Scherm­afbeelding Om

Sara Kuhn: een meisje met roodachtig krullend haar

Van Wenen naar Bussum
Het gezin Kuhn kwam in de jaren ’30 vanuit Wenen naar Nederland  en vestigde zich in Hamerstraat 52, Bussum.
Vader Emil Kuhn: 1901-1943
Moeder Martha Kuhn Betzitza: 1904-1943
Dochter Sara Herta Kuhn: 5 april 1929 – Auschwitz, 5 februari 1943
Grootmoeder Cäcilia Kuhn-Deutsch (1870-1943) woonde in Bussum op een ander adres.

“Statenloze Joden”
In de dertiger jaren van de twintigste eeuw en in het eerste oorlogsjaar kwamen er veel joodse vluchtelingen vanuit Duitsland en Oostenrijk naar Bussum en Naarden. Daar was al sinds 1919 een Joodse gemeente. In september 1940 werden de  joodse kinderen uitgesloten van openbaar onderwijs. Ze moesten voortaan naar de speciaal opgerichte Joodse school. Ook Sara moest naar die school. In 1942 werd zij gedwongen met haar familie naar Amsterdam te verhuizen. Ze kwamen te wonen in Asterdorp dat toen het vierde Getto in Amsterdam werd. (De andere drie getto’s waren: de Jodenbuurt, de Transvaalbuurt en de Rivierenbuurt.) In dezelfde periode moesten er ook andere ‘statenloze’ Joodse families vanuit het Gooi naar Asterdorp verhuizen. Bijvoorbeeld de familie van Jozef en Esther Fenichel, twee kinderen die wonend in Asterdorp daar net als Sara leerling van de Joodse school in Asterdorp werden. Zij zullen ook in Bussum bij elkaar op school hebben gezeten.

Het gezin Kuhn
In Bussum raakten de Kuhns bevriend met een Nederlandse familie. Na de Tweede Wereldoorlog heeft iemand van die familie informatie gedeeld over het gezin Kuhn.
“Emil Kuhn was klein en stevig, had een sterke bril en was stokdoof.
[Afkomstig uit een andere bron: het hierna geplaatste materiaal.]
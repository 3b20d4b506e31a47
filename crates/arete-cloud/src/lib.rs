//! # arete-cloud
//!
//! Keeps the local identity store and the remote copy convergent.
//!
//! - [`merge`]: pure three-way style merge of two stores with tombstones,
//!   last-writer-wins per id, conflict recording and cross-store dedup.
//! - [`sync`]: the debounce/backoff scheduler, the orchestrator that runs
//!   pull, merge, save and push cycles, and a background ticker.
//! - [`transport`]: the HTTP remote store. Real network I/O needs the
//!   `cloud` feature.

pub mod merge;
pub mod sync;
pub mod transport;

pub use merge::{merge, Merger};
pub use sync::{Inference, SyncKind, SyncOrchestrator, SyncOutcome, SyncPhase, SyncScheduler, SyncStatus, SyncTicker};
pub use transport::{HttpClient, HttpClientConfig, HttpRemoteStore};
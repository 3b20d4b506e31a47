/// Archival errors. Kept apart from storage errors because a failed archive
/// means expired facts could not be preserved before removal.
#[derive(Debug, thiserror::Error)]
pub enum ArchiveError {
    #[error("could not create archive directory {path}: {reason}")]
    CreateDirFailed { path: String, reason: String },

    #[error("could not write archive batch {path}: {reason}")]
    WriteFailed { path: String, reason: String },

    #[error("store rewrite after archiving {archived} facts failed: {reason}")]
    RewriteFailed { archived: usize, reason: String },
}
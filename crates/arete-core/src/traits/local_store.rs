use crate::errors::AreteResult;
use crate::models::{Store, SyncState};

/// Local persistence for the identity store and the sync state.
///
/// Implementations treat corrupt data as absent (identity) or default
/// (sync state) and log it; they only return errors for I/O that failed.
pub trait ILocalStore: Send + Sync {
    fn load_identity(&self) -> AreteResult<Option<Store>>;
    fn save_identity(&self, store: &Store) -> AreteResult<()>;
    fn load_sync_state(&self) -> AreteResult<SyncState>;
    fn save_sync_state(&self, state: &SyncState) -> AreteResult<()>;
}
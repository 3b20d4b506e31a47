use arete_core::{Category, Fact, Maturity, Store, Visibility};
use chrono::{DateTime, Utc};

use crate::formula::effective_confidence;

/// Criteria for choosing which facts to export or show.
#[derive(Debug, Clone)]
pub struct FactFilter {
    /// Export tier; the public tier only sees public facts.
    pub tier: Visibility,
    /// Minimum effective confidence. Proven facts always pass.
    pub min_confidence: Option<f64>,
    /// Whether provisional facts are included.
    pub include_candidates: bool,
    /// Restrict to these categories when set.
    pub categories: Option<Vec<Category>>,
}

impl Default for FactFilter {
    fn default() -> Self {
        Self {
            tier: Visibility::Trusted,
            min_confidence: None,
            include_candidates: true,
            categories: None,
        }
    }
}

impl FactFilter {
    pub fn public() -> Self {
        Self {
            tier: Visibility::Public,
            ..Self::default()
        }
    }

    pub fn min_confidence(mut self, min: f64) -> Self {
        self.min_confidence = Some(min);
        self
    }

    pub fn exclude_candidates(mut self) -> Self {
        self.include_candidates = false;
        self
    }

    pub fn categories(mut self, categories: &[Category]) -> Self {
        self.categories = Some(categories.to_vec());
        self
    }
}

/// Facts matching `filter`, in store order.
pub fn select_facts<'a>(store: &'a Store, filter: &FactFilter, now: DateTime<Utc>) -> Vec<&'a Fact> {
    let half_life = store.settings.decay_half_life_days;
    store
        .facts
        .iter()
        .filter(|f| f.visibility.visible_at(filter.tier))
        .filter(|f| filter.include_candidates || f.maturity != Maturity::Candidate)
        .filter(|f| {
            filter
                .categories
                .as_ref()
                .map_or(true, |cats| cats.contains(&f.category))
        })
        .filter(|f| match filter.min_confidence {
            Some(min) => f.maturity.is_proven() || effective_confidence(f, half_life, now) >= min,
            None => true,
        })
        .collect()
}
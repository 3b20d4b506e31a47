//! # arete-storage
//!
//! File-backed implementations of the local persistence traits.
//!
//! A data directory holds `identity.json`, `sync-state.json` and an
//! `archive/` directory of append-only batches. Every rewrite goes through a
//! temp file in the same directory followed by a rename, so a crash leaves
//! either the old or the new content on disk.

pub mod archive;
mod atomic;
pub mod file_store;

pub use archive::{ArchiveBatch, FileArchive};
pub use file_store::FileStore;
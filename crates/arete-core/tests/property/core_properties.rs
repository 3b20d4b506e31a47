use arete_core::{Category, Confidence, FactDraft, Store, SyncState};
use chrono::{Duration, TimeZone, Utc};
use proptest::prelude::*;

proptest! {
    #[test]
    fn confidence_stays_in_unit_range(raw in proptest::num::f64::ANY) {
        let value = Confidence::new(raw).value();
        prop_assert!((0.0..=1.0).contains(&value));
        if (0.0..=1.0).contains(&raw) {
            prop_assert_eq!(value, raw);
        }
    }

    #[test]
    fn tombstones_keep_the_latest_deletion(rows in proptest::collection::vec((0u8..4, 0i64..1_000), 1..20)) {
        let base = Utc.with_ymd_and_hms(2024, 1, 1, 0, 0, 0).unwrap();
        let mut state = SyncState::default();
        for (id, minutes) in &rows {
            state.add_tombstone(&format!("f{id}"), base + Duration::minutes(*minutes));
        }

        let mut ids: Vec<_> = state.tombstones.iter().map(|t| t.fact_id.clone()).collect();
        ids.sort();
        ids.dedup();
        prop_assert_eq!(ids.len(), state.tombstones.len());

        for tombstone in &state.tombstones {
            let latest = rows
                .iter()
                .filter(|(id, _)| format!("f{id}") == tombstone.fact_id)
                .map(|(_, minutes)| base + Duration::minutes(*minutes))
                .max();
            prop_assert_eq!(Some(tombstone.deleted_at), latest);
        }
    }

    #[test]
    fn lenient_decode_keeps_exactly_the_readable_facts(bad in proptest::collection::vec(any::<bool>(), 0..12)) {
        let now = Utc.with_ymd_and_hms(2024, 6, 1, 0, 0, 0).unwrap();
        let mut facts = Vec::new();
        let mut expected = Vec::new();
        for (i, is_bad) in bad.iter().enumerate() {
            let mut fact = FactDraft::new(Category::Context, format!("fact {i}"))
                .into_fact(now)
                .unwrap();
            fact.id = format!("f{i}");
            let mut value = serde_json::to_value(&fact).unwrap();
            if *is_bad {
                value["category"] = "hobby".into();
            } else {
                expected.push(fact.id);
            }
            facts.push(value);
        }

        let (store, dropped) = Store::from_json_value(serde_json::json!({ "facts": facts })).unwrap();
        prop_assert_eq!(store.ids(), expected.iter().map(String::as_str).collect::<Vec<_>>());
        prop_assert_eq!(dropped.len(), bad.iter().filter(|b| **b).count());
    }
}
Hij was thermometer-maker van beroep en kon goed met zijn handen werken. In 1942 maakte hij voor de verjaardag van de zoon van het bevriende gezin een oude fiets zo goed als nieuw. Toen de Kuhns naar Asterdorp verhuisd waren, ging op  een dag het bevriende gezin naar Amsterdam op bezoek. In de buurt van de woning was een wijk helemaal gecamoufleerd met netten en gevlochten wilgentakken. Daar stond waarschijnlijk de vliegtuigfabriek van Fokker. De heer Kuhn was zeer opgewonden over het bezoek en moest gekalmeerd worden. Hij toonde een thermometer die hij had gemaakt. Achter in de woning stond een kleine werktafel waar een schamel lampje boven brandde.
Dochter Sara was een aardig meisje met halflang krullend haar, roodachtig van kleur. Als ze met haar vader praatte ondersteunde ze dit door haar vaders hand te pakken en in de palm daarvan met haar wijsvinger te schrijven. Bij het afscheid kreeg de bevriende familie een koffer met voor die tijd kostbare voorwerpen mee: een wollen vest, zwarte gummi overschoenen, een gummi kruik en wat lepeltjes. De koffer zou bewaard worden voor het moment de oorlog voorbij zou zijn. In mei 1945 kwam het bericht dat de familie Kuhn was weggevoerd en niet terug zou komen.”